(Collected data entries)
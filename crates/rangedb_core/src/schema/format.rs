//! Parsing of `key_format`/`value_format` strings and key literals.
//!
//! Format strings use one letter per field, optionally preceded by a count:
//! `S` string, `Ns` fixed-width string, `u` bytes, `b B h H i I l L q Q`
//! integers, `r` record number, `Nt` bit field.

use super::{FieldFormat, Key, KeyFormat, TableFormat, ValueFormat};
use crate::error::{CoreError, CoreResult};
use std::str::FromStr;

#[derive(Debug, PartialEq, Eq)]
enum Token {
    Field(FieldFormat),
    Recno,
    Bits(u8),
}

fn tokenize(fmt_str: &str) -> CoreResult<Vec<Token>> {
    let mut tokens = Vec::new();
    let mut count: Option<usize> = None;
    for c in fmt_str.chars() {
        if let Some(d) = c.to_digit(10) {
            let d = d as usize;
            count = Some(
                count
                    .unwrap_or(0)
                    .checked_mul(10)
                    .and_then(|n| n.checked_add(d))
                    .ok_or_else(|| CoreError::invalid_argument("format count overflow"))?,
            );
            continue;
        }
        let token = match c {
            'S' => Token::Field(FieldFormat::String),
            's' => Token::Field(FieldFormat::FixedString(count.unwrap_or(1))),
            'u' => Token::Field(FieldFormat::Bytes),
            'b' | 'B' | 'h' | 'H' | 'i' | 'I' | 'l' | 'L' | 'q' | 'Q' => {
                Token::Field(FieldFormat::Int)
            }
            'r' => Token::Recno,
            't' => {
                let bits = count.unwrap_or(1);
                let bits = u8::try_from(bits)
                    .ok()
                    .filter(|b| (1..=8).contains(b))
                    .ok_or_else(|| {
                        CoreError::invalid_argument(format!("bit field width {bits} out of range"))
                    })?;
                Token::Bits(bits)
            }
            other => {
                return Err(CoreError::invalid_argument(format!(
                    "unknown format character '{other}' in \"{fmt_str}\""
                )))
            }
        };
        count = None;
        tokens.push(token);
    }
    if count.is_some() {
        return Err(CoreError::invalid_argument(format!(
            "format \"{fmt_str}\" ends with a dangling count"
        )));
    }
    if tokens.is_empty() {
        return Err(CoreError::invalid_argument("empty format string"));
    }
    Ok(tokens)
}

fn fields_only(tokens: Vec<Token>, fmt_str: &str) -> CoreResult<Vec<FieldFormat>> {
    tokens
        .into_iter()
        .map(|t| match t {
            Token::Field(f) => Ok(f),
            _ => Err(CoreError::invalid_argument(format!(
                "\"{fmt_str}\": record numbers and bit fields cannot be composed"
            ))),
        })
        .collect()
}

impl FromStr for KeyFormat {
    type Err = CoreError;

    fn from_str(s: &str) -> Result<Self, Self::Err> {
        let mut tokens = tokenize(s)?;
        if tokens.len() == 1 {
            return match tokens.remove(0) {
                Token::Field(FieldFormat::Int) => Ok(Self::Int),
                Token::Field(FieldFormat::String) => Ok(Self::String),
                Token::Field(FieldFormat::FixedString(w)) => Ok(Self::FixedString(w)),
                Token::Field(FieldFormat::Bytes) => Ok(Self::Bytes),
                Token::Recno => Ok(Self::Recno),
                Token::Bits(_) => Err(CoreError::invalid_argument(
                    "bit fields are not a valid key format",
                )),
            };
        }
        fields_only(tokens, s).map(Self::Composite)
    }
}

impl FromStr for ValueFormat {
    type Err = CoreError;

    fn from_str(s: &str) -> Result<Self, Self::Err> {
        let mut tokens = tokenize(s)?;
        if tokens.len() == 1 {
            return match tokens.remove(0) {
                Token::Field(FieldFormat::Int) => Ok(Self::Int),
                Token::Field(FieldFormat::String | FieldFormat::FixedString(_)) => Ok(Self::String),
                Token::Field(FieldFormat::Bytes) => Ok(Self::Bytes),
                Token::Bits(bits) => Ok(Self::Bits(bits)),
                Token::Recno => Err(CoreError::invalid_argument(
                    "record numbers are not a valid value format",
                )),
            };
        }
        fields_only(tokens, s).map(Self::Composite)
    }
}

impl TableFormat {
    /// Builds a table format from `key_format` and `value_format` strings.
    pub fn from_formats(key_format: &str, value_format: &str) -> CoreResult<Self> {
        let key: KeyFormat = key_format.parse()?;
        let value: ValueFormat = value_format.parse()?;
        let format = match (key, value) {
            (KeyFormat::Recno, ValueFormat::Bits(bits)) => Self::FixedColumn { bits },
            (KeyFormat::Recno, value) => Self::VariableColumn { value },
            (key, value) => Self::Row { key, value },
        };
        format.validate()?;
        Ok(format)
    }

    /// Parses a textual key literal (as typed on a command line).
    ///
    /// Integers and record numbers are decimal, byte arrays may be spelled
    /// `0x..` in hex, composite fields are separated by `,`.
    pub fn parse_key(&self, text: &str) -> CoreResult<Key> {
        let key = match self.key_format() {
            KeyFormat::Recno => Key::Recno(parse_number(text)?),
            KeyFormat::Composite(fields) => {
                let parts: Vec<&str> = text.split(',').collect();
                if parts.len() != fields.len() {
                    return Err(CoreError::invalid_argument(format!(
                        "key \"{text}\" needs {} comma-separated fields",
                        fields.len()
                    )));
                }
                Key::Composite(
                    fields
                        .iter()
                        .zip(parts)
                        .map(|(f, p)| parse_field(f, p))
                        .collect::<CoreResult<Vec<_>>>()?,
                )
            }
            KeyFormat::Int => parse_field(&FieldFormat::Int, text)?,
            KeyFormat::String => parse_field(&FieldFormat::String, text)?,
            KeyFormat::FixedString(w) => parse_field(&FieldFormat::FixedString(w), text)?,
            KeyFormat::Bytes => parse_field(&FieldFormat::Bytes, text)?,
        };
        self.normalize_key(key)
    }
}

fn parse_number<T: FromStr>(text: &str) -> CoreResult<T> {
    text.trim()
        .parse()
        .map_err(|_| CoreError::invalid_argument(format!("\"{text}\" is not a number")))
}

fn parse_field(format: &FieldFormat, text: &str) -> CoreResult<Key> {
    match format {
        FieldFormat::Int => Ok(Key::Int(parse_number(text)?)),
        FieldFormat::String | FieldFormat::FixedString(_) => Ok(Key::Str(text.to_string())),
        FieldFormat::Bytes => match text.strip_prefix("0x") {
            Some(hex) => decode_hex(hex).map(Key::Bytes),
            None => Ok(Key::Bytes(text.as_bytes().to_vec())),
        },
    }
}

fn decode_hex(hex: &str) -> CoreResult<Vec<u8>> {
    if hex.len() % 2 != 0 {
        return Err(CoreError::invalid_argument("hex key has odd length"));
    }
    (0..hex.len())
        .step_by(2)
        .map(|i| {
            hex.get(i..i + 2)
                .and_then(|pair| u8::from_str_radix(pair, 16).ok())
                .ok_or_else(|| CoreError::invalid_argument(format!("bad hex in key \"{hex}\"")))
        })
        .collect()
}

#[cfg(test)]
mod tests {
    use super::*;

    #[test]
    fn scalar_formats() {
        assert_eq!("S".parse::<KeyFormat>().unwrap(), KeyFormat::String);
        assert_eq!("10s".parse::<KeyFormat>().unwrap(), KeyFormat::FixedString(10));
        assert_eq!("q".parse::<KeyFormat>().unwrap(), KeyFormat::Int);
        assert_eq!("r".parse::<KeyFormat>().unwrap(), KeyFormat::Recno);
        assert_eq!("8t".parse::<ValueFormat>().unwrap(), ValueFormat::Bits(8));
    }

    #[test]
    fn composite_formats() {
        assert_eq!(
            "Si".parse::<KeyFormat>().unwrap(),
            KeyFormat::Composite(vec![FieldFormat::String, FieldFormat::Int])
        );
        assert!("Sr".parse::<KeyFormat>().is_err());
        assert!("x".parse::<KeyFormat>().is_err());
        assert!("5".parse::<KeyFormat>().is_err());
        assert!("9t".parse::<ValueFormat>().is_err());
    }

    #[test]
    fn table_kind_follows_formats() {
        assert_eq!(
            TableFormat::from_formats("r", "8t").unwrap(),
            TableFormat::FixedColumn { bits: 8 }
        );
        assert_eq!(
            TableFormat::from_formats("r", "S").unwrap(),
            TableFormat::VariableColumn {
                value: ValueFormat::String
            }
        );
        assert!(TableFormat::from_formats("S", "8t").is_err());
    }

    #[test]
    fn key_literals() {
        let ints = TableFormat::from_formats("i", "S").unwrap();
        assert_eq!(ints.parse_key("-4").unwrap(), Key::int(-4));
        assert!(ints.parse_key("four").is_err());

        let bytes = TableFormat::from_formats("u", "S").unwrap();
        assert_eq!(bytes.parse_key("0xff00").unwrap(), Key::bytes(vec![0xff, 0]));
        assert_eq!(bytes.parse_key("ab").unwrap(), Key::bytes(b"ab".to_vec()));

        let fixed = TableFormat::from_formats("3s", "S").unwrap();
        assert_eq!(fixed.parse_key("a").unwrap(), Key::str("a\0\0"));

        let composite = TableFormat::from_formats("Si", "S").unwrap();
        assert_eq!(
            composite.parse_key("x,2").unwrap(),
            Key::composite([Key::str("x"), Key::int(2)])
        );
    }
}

● YOUR GOAL: Within the data above, how many lines include "VariableColumn"? The number alone is the answer.

● ANSWER TO THE EXERCISE: 2